Avoiding Possible Problems in Submersible Motors

February 12, 2018 Published by Leave your thoughts

Submersible motors have been used in municipal water systems for years. There are plenty of advantages associated with these motors—they are immune to many of the environmental factors that commonly affect hollow shaft motors, and they do not require the drive shaft and bearing systems seen in conventional line shaft turbines.

That being said, submersible motors are still susceptible to different types of problems. These motors rely on water as an internal lubricator. While the motors are extremely reliable when used within their design limitations, there are plenty of situations in which they are used in applications that accidentally exceed these limitations.

Here are some of the most common problems associated with submersible motors, and occasions for submersible pump repair in Hillsborough County, FL.

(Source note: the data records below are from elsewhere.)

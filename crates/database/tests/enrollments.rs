mod common;

use common::{YEAR, course, enroll, enroll_approved, head, lecturer, setup, student};
use database::{
    ServiceError,
    services::{
        course::{CourseService, NewCourse},
        enrollment::{Approver, EnrollmentService, NewEnrollment},
        student::StudentService,
    },
};
use models::{
    approval::ApprovalAction,
    pagination::PageRequest,
    role::Role,
    status::{ApprovalStatus, EnrollmentStatus},
};
use uuid::Uuid;

fn krs(course_id: Uuid) -> NewEnrollment {
    NewEnrollment {
        course_id,
        semester: 1,
        academic_year: YEAR.to_string(),
    }
}

#[tokio::test]
async fn test_concurrent_duplicate_enrollment() {
    let db = setup().await;
    let budi = student(&db, "2025000001", "Informatika").await;
    let basis_data = course(&db, "IF101", 3, None).await;

    let (first, second) = tokio::join!(
        EnrollmentService::add(&db, &budi, krs(basis_data.id)),
        EnrollmentService::add(&db, &budi, krs(basis_data.id)),
    );

    let results = [first, second];
    assert_eq!(results.iter().filter(|result| result.is_ok()).count(), 1);
    assert_eq!(
        results
            .iter()
            .filter(|result| matches!(result, Err(ServiceError::Conflict(_))))
            .count(),
        1
    );
}

#[tokio::test]
async fn test_add_validates_input() {
    let db = setup().await;
    let budi = student(&db, "2025000001", "Informatika").await;
    let basis_data = course(&db, "IF101", 3, None).await;

    let bad_year = NewEnrollment {
        academic_year: "2025/2027".to_string(),
        ..krs(basis_data.id)
    };
    assert!(matches!(
        EnrollmentService::add(&db, &budi, bad_year).await,
        Err(ServiceError::InvalidArgument(_))
    ));

    let bad_semester = NewEnrollment {
        semester: 15,
        ..krs(basis_data.id)
    };
    assert!(matches!(
        EnrollmentService::add(&db, &budi, bad_semester).await,
        Err(ServiceError::InvalidArgument(_))
    ));

    assert!(matches!(
        EnrollmentService::add(&db, &budi, krs(Uuid::new_v4())).await,
        Err(ServiceError::NotFound(_))
    ));

    let entry = EnrollmentService::add(&db, &budi, krs(basis_data.id))
        .await
        .unwrap();
    assert_eq!(entry.approval_status, ApprovalStatus::Pending);
    assert_eq!(entry.status, EnrollmentStatus::Pending);
}

#[tokio::test]
async fn test_decided_entries_are_terminal() {
    let db = setup().await;
    let kajur = head(&db, "9900000001", "Informatika").await;
    let budi = student(&db, "2025000001", "Informatika").await;
    let basis_data = course(&db, "IF101", 3, None).await;

    let approved = enroll_approved(&db, &budi, &basis_data, &kajur).await;
    assert_eq!(approved.approval_status, ApprovalStatus::Approved);
    assert_eq!(approved.status, EnrollmentStatus::Diambil);
    assert_eq!(approved.approved_by, Some(kajur.user_id));
    assert!(approved.approved_at.is_some());

    for action in [ApprovalAction::Approve, ApprovalAction::Reject] {
        let result = EnrollmentService::process_approval(
            &db,
            Approver::DepartmentHead(&kajur),
            approved.id,
            action,
            Some("kuota penuh"),
        )
        .await;
        assert!(matches!(result, Err(ServiceError::Conflict(_))));
    }
}

#[tokio::test]
async fn test_rejection_needs_a_reason() {
    let db = setup().await;
    let kajur = head(&db, "9900000001", "Informatika").await;
    let budi = student(&db, "2025000001", "Informatika").await;
    let basis_data = course(&db, "IF101", 3, None).await;
    let entry = enroll(&db, &budi, &basis_data).await;

    let blank = EnrollmentService::process_approval(
        &db,
        Approver::DepartmentHead(&kajur),
        entry.id,
        ApprovalAction::Reject,
        Some("   "),
    )
    .await;
    assert!(matches!(blank, Err(ServiceError::InvalidArgument(_))));

    let rejected = EnrollmentService::process_approval(
        &db,
        Approver::DepartmentHead(&kajur),
        entry.id,
        ApprovalAction::Reject,
        Some("prasyarat belum terpenuhi"),
    )
    .await
    .unwrap()
    .enrollment;
    assert_eq!(rejected.approval_status, ApprovalStatus::Rejected);
    assert_eq!(rejected.status, EnrollmentStatus::Ditolak);
    assert_eq!(
        rejected.rejection_reason.as_deref(),
        Some("prasyarat belum terpenuhi")
    );
}

#[tokio::test]
async fn test_only_the_advisor_or_department_head_decides() {
    let db = setup().await;
    let kajur = head(&db, "9900000001", "Informatika").await;
    let other_kajur = head(&db, "9900000002", "Sistem Informasi").await;
    let advisor = lecturer(&db, "0011223344", "Informatika").await;
    let stranger = lecturer(&db, "0011223355", "Informatika").await;
    let budi = student(&db, "2025000001", "Informatika").await;
    let basis_data = course(&db, "IF101", 3, None).await;
    let entry = enroll(&db, &budi, &basis_data).await;

    StudentService::assign_advisor(&db, &kajur, budi.id, advisor.id)
        .await
        .unwrap();

    for approver in [
        Approver::Advisor(&stranger),
        Approver::DepartmentHead(&other_kajur),
    ] {
        let result = EnrollmentService::process_approval(
            &db,
            approver,
            entry.id,
            ApprovalAction::Approve,
            None,
        )
        .await;
        assert!(matches!(result, Err(ServiceError::Forbidden(_))));
    }

    assert!(matches!(
        EnrollmentService::process_approval(
            &db,
            Approver::Advisor(&advisor),
            Uuid::new_v4(),
            ApprovalAction::Approve,
            None,
        )
        .await,
        Err(ServiceError::NotFound(_))
    ));

    let pending = EnrollmentService::pending_for_advisor(&db, &advisor)
        .await
        .unwrap();
    assert_eq!(pending.len(), 1);
    assert_eq!(pending[0].student_nim, "2025000001");
    assert_eq!(pending[0].course_code, "IF101");

    let decided = EnrollmentService::process_approval(
        &db,
        Approver::Advisor(&advisor),
        entry.id,
        ApprovalAction::Approve,
        None,
    )
    .await
    .unwrap();
    assert_eq!(decided.enrollment.approved_by, Some(advisor.user_id));
    assert!(
        EnrollmentService::pending_for_advisor(&db, &advisor)
            .await
            .unwrap()
            .is_empty()
    );
}

#[tokio::test]
async fn test_withdrawal() {
    let db = setup().await;
    let kajur = head(&db, "9900000001", "Informatika").await;
    let budi = student(&db, "2025000001", "Informatika").await;
    let ani = student(&db, "2025000002", "Informatika").await;
    let basis_data = course(&db, "IF101", 3, None).await;
    let jaringan = course(&db, "IF102", 2, None).await;

    let approved = enroll_approved(&db, &budi, &basis_data, &kajur).await;
    assert!(matches!(
        EnrollmentService::withdraw(&db, &budi, approved.id).await,
        Err(ServiceError::Conflict(_))
    ));

    let pending = enroll(&db, &budi, &jaringan).await;
    assert!(matches!(
        EnrollmentService::withdraw(&db, &ani, pending.id).await,
        Err(ServiceError::Forbidden(_))
    ));
    EnrollmentService::withdraw(&db, &budi, pending.id)
        .await
        .unwrap();
    assert!(matches!(
        EnrollmentService::withdraw(&db, &budi, pending.id).await,
        Err(ServiceError::NotFound(_))
    ));

    let mine = EnrollmentService::list_mine(&db, &budi, None, None)
        .await
        .unwrap();
    assert_eq!(mine.len(), 1);
    assert_eq!(mine[0].course_code, "IF101");
    assert_eq!(mine[0].credits, 3);
}

#[tokio::test]
async fn test_available_courses_skip_taken_and_later_semesters() {
    let db = setup().await;
    let budi = student(&db, "2025000001", "Informatika").await;
    let basis_data = course(&db, "IF101", 3, None).await;
    course(&db, "IF102", 2, None).await;
    CourseService::create(
        &db,
        Role::Rektor,
        NewCourse {
            code: "IF501".to_string(),
            name: "Kecerdasan Buatan".to_string(),
            credits: 3,
            semester: Some(5),
            ..Default::default()
        },
    )
    .await
    .unwrap();

    enroll(&db, &budi, &basis_data).await;

    let available = EnrollmentService::available_courses(&db, &budi, 1, YEAR)
        .await
        .unwrap();
    let codes: Vec<_> = available.iter().map(|course| course.code.as_str()).collect();
    assert_eq!(codes, vec!["IF102"]);

    let later = EnrollmentService::available_courses(&db, &budi, 5, YEAR)
        .await
        .unwrap();
    assert_eq!(later.len(), 2);
}

#[tokio::test]
async fn test_department_pending_list_is_paginated() {
    let db = setup().await;
    let kajur = head(&db, "9900000001", "Informatika").await;
    let budi = student(&db, "2025000001", "Informatika").await;
    let outsider = student(&db, "2025000002", "Sistem Informasi").await;

    for code in ["IF101", "IF102", "IF103"] {
        let offered = course(&db, code, 2, None).await;
        enroll(&db, &budi, &offered).await;
        enroll(&db, &outsider, &offered).await;
    }

    let first = EnrollmentService::pending_for_department(
        &db,
        &kajur,
        None,
        None,
        PageRequest::new(Some(1), Some(2)),
    )
    .await
    .unwrap();
    assert_eq!(first.total, 3);
    assert_eq!(first.items.len(), 2);
    assert!(first.items.iter().all(|entry| entry.student_nim == "2025000001"));

    let second = EnrollmentService::pending_for_department(
        &db,
        &kajur,
        Some(1),
        Some(YEAR),
        PageRequest::new(Some(2), Some(2)),
    )
    .await
    .unwrap();
    assert_eq!(second.items.len(), 1);

    let clamped = PageRequest::new(Some(0), Some(500));
    assert_eq!((clamped.page, clamped.limit), (1, 100));
}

One of the most common problems affecting submersible motors is overly hot temperatures. This can be caused by pumping hot water, overloading of the motor, a loss of cooling flow, scale buildup and frequent starting and stopping of the motor.

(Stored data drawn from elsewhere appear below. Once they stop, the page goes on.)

use models::status::RecordStatus;
use sea_orm::entity::prelude::*;
use serde::{Deserialize, Serialize};

#[derive(Clone, Debug, PartialEq, DeriveEntityModel, Serialize, Deserialize)]
#[sea_orm(table_name = "rectors")]
pub struct Model {
    #[sea_orm(primary_key, auto_increment = false)]
    pub id: Uuid,
    #[sea_orm(unique)]
    pub user_id: Uuid,
    #[sea_orm(unique)]
    pub nidn: String,
    pub name: String,
    #[sea_orm(unique)]
    pub email: String,
    pub status: RecordStatus,
    pub created_at: DateTimeUtc,
    pub updated_at: DateTimeUtc,
}

#[derive(Copy, Clone, Debug, EnumIter, DeriveRelation)]
pub enum Relation {
    #[sea_orm(
        belongs_to = "super::users::Entity",
        from = "Column::UserId",
        to = "super::users::Column::Id",
        on_delete = "Cascade"
    )]
    Users,
}

impl Related<super::users::Entity> for Entity {
    fn to() -> RelationDef {
        Relation::Users.def()
    }
}

impl ActiveModelBehavior for ActiveModel {}
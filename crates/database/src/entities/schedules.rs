use models::{days::Day, status::ClassType};
use sea_orm::entity::prelude::*;
use serde::{Deserialize, Serialize};

#[derive(Clone, Debug, PartialEq, DeriveEntityModel, Serialize, Deserialize)]
#[sea_orm(table_name = "schedules")]
pub struct Model {
    #[sea_orm(primary_key, auto_increment = false)]
    pub id: Uuid,
    pub course_id: Uuid,
    pub day: Day,
    pub start_time: Time,
    pub end_time: Time,
    pub room: String,
    pub lecturer_name: String,
    pub class_type: ClassType,
    pub semester: i32,
    pub academic_year: String,
    pub created_at: DateTimeUtc,
    pub updated_at: DateTimeUtc,
}

#[derive(Copy, Clone, Debug, EnumIter, DeriveRelation)]
pub enum Relation {
    #[sea_orm(
        belongs_to = "super::courses::Entity",
        from = "Column::CourseId",
        to = "super::courses::Column::Id",
        on_delete = "Cascade"
    )]
    Courses,
}

impl Related<super::courses::Entity> for Entity {
    fn to() -> RelationDef {
        Relation::Courses.def()
    }
}

impl ActiveModelBehavior for ActiveModel {}
use models::{grade::LetterGrade, status::GradeStatus};
use sea_orm::entity::prelude::*;
use serde::{Deserialize, Serialize};

#[derive(Clone, Debug, PartialEq, DeriveEntityModel, Serialize, Deserialize)]
#[sea_orm(table_name = "grades")]
pub struct Model {
    #[sea_orm(primary_key, auto_increment = false)]
    pub id: Uuid,
    pub student_id: Uuid,
    pub course_id: Uuid,
    pub semester: i32,
    pub academic_year: String,
    pub task_score: f64,
    pub midterm_score: f64,
    pub final_exam_score: f64,
    pub final_score: f64,
    pub letter: LetterGrade,
    pub point: f64,
    pub status: GradeStatus,
    pub created_at: DateTimeUtc,
    pub updated_at: DateTimeUtc,
}

#[derive(Copy, Clone, Debug, EnumIter, DeriveRelation)]
pub enum Relation {
    #[sea_orm(
        belongs_to = "super::students::Entity",
        from = "Column::StudentId",
        to = "super::students::Column::Id",
        on_delete = "Cascade"
    )]
    Students,
    #[sea_orm(
        belongs_to = "super::courses::Entity",
        from = "Column::CourseId",
        to = "super::courses::Column::Id",
        on_delete = "Cascade"
    )]
    Courses,
}

impl Related<super::students::Entity> for Entity {
    fn to() -> RelationDef {
        Relation::Students.def()
    }
}

impl Related<super::courses::Entity> for Entity {
    fn to() -> RelationDef {
        Relation::Courses.def()
    }
}

impl ActiveModelBehavior for ActiveModel {}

Submersible motors must be able to cool themselves, which usually occurs by transferring the internally generated heat of the motor into the water flowing past the motor and then on into the pump. The thrust bearing in the motor supports the thrust weight of the water column that gets lifted up by the pump. A thin film of water forms between the parts of the thrust to provide lubrication. If the water starts to boil, this lubrication evaporates, and the bearing surfaces collide with each other directly, causing rapid heating and inevitable failure of the bearing.

Hydraulic loading

Hydraulic shock loading (or water hammer) occurs when a fast-moving column of water hits an obstacle in the system, or otherwise experiences a sudden change in velocity. This is often caused by the use of multiple pumps on a single common supply manifold. When a pump turns off or on, the water hammer forms. A water hammer can also happen if there is actuated valving.


All motors, including submersible motors, require a sufficient voltage supply at their terminals. One of the most common causes of motor failure in submersible applications is a lack of the proper voltage or, conversely, sudden spikes of high voltage. Under-voltage usually occurs as a result of sizing the drop cables too small, or low voltage being supplied to the site by the utility grid.

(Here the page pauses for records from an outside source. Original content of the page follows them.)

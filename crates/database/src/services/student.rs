use super::{access::AccessService, contains_ignore_case};
use crate::{
    entities::{department_heads, lecturers, students, users},
    error::{ServiceError, ServiceResult},
};
use chrono::Utc;
use models::{
    pagination::{Page, PageRequest},
    status::{AcademicStatus, RecordStatus},
};
use sea_orm::{
    ActiveModelTrait, ActiveValue::Set, ColumnTrait, Condition, DatabaseConnection, EntityTrait,
    PaginatorTrait, QueryFilter, QueryOrder, prelude::Expr,
};
use uuid::Uuid;

/// Fields a student may change on their own record
#[derive(Clone, Debug, Default)]
pub struct StudentChanges {
    pub name: Option<String>,
    pub department: Option<String>,
}

#[derive(Clone, Debug, Default)]
pub struct StudentFilter {
    pub semester: Option<i32>,
    pub academic_status: Option<AcademicStatus>,
    /// Substring of the name or NIM
    pub search: Option<String>,
}

/// Accepts 10 to 15 digits with an optional leading `+`
pub(crate) fn normalize_phone(phone: &str) -> ServiceResult<String> {
    let phone = phone.trim();
    let digits = phone.strip_prefix('+').unwrap_or(phone);

    if (10..=15).contains(&digits.len()) && digits.chars().all(|c| c.is_ascii_digit()) {
        Ok(phone.to_string())
    } else {
        Err(ServiceError::invalid(
            "phone_number must be 10 to 15 digits, optionally starting with +",
        ))
    }
}

pub struct StudentService;

impl StudentService {
    pub async fn list(
        db: &DatabaseConnection,
        page: PageRequest,
    ) -> ServiceResult<Page<students::Model>> {
        let query = students::Entity::find().order_by_asc(students::Column::Nim);

        let total = query.clone().count(db).await?;
        let items = query.paginate(db, page.limit).fetch_page(page.index()).await?;

        Ok(Page {
            items,
            request: page,
            total,
        })
    }

    pub async fn get(db: &DatabaseConnection, student_id: Uuid) -> ServiceResult<students::Model> {
        students::Entity::find_by_id(student_id)
            .one(db)
            .await?
            .ok_or_else(|| ServiceError::not_found("student not found"))
    }

    pub async fn by_nim(db: &DatabaseConnection, nim: &str) -> ServiceResult<students::Model> {
        students::Entity::find()
            .filter(students::Column::Nim.eq(nim.trim()))
            .one(db)
            .await?
            .ok_or_else(|| ServiceError::not_found("student not found"))
    }

    /// Links a phone number to the student so the messaging bot can reach
    /// them. A number can belong to one student only.
    pub async fn bind_phone(
        db: &DatabaseConnection,
        nim: &str,
        phone: &str,
    ) -> ServiceResult<students::Model> {
        let phone = normalize_phone(phone)?;
        let student = Self::by_nim(db, nim).await?;

        // The unique index on `students.phone` turns a taken number into a conflict
        let mut active: students::ActiveModel = student.into();
        active.phone = Set(Some(phone));
        active.updated_at = Set(Utc::now());

        let student = active.update(db).await?;
        log::info!("Bound phone number to student {}", student.nim);
        Ok(student)
    }

    pub async fn unbind_phone(db: &DatabaseConnection, nim: &str) -> ServiceResult<students::Model> {
        let student = Self::by_nim(db, nim).await?;

        let mut active: students::ActiveModel = student.into();
        active.phone = Set(None);
        active.updated_at = Set(Utc::now());

        Ok(active.update(db).await?)
    }

    pub async fn update_self(
        db: &DatabaseConnection,
        actor: &students::Model,
        target_id: Uuid,
        changes: StudentChanges,
    ) -> ServiceResult<students::Model> {
        AccessService::ensure_self(actor, target_id)?;
        let student = Self::get(db, target_id).await?;
        let mut active: students::ActiveModel = student.into();

        if let Some(name) = changes.name {
            let name = name.trim().to_string();
            if !(2..=100).contains(&name.chars().count()) {
                return Err(ServiceError::invalid(
                    "name must be between 2 and 100 characters",
                ));
            }
            active.name = Set(name);
        }
        if let Some(department) = changes.department {
            let department = department.trim().to_string();
            if !(2..=100).contains(&department.chars().count()) {
                return Err(ServiceError::invalid(
                    "department must be between 2 and 100 characters",
                ));
            }
            active.department = Set(department);
        }
        active.updated_at = Set(Utc::now());

        Ok(active.update(db).await?)
    }

    /// Soft delete: the student row stays, the account can no longer log in
    pub async fn deactivate_self(
        db: &DatabaseConnection,
        actor: &students::Model,
        target_id: Uuid,
    ) -> ServiceResult<()> {
        AccessService::ensure_self(actor, target_id)?;

        users::Entity::update_many()
            .col_expr(users::Column::Status, Expr::value(RecordStatus::Nonaktif))
            .col_expr(users::Column::UpdatedAt, Expr::value(Utc::now()))
            .filter(users::Column::Id.eq(actor.user_id))
            .exec(db)
            .await?;

        log::info!("Deactivated account of student {}", actor.nim);
        Ok(())
    }

    /// Assigns a dosen wali. Student and lecturer must both belong to the
    /// head's department.
    pub async fn assign_advisor(
        db: &DatabaseConnection,
        head: &department_heads::Model,
        student_id: Uuid,
        lecturer_id: Uuid,
    ) -> ServiceResult<students::Model> {
        let student = Self::get(db, student_id).await?;
        let lecturer = lecturers::Entity::find_by_id(lecturer_id)
            .one(db)
            .await?
            .ok_or_else(|| ServiceError::not_found("lecturer not found"))?;

        if !AccessService::is_department_head_of(head, &student.department)
            || !AccessService::is_department_head_of(head, &lecturer.department)
        {
            return Err(ServiceError::forbidden(
                "student and lecturer must belong to your department",
            ));
        }

        let mut active: students::ActiveModel = student.into();
        active.advisor_id = Set(Some(lecturer.id));
        active.updated_at = Set(Utc::now());

        let student = active.update(db).await?;
        log::info!("Assigned {} as advisor of {}", lecturer.nidn, student.nim);
        Ok(student)
    }

    /// Students of the head's department, ordered by NIM
    pub async fn in_department(
        db: &DatabaseConnection,
        head: &department_heads::Model,
        filter: StudentFilter,
        page: PageRequest,
    ) -> ServiceResult<Page<students::Model>> {
        let mut condition =
            Condition::all().add(students::Column::Department.eq(head.department.as_str()));

        if let Some(semester) = filter.semester {
            condition = condition.add(students::Column::Semester.eq(semester));
        }
        if let Some(academic_status) = filter.academic_status {
            condition = condition.add(students::Column::AcademicStatus.eq(academic_status));
        }
        if let Some(search) = filter.search.as_deref().map(str::trim).filter(|s| !s.is_empty()) {
            condition = condition.add(
                Condition::any()
                    .add(contains_ignore_case((students::Entity, students::Column::Name), search))
                    .add(contains_ignore_case((students::Entity, students::Column::Nim), search)),
            );
        }

        let query = students::Entity::find()
            .filter(condition)
            .order_by_asc(students::Column::Nim);

        let total = query.clone().count(db).await?;
        let items = query.paginate(db, page.limit).fetch_page(page.index()).await?;

        Ok(Page {
            items,
            request: page,
            total,
        })
    }
}

#[cfg(test)]
mod test {
    use super::*;

    #[test]
    fn test_phone_number_format() {
        assert_eq!(normalize_phone(" 081234567890 ").unwrap(), "081234567890");
        assert_eq!(normalize_phone("+6281234567890").unwrap(), "+6281234567890");
        assert!(normalize_phone("12345").is_err());
        assert!(normalize_phone("0812-3456-7890").is_err());
        assert!(normalize_phone("+62812345678901234").is_err());
    }
}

Voltage spikes are often caused by lightning, a utility switch gear opening or other motors turning off. This can be a serious problem in a field that has multiple pumps and motors, as every time one of the motors turns off, the inductive energy stored in the motor’s magnetic circuit goes back into power lines. This could cause power outages.

Motor seals

The motor shaft has seals that prevent well fluid from entering the motor. Both water- and oil-filled motors require these seals to keep abrasives from affecting the internal bearings of the motor. If these seals fail, abrasive materials can enter the internal motor bearings and cause corrosion, which in turn leads to improper operation and eventual failure.

For more information about the most common problems with submersible motors and how to avoid them, or if you need more information about submersible pump repair in Hillsborough County, FL, contact our team today.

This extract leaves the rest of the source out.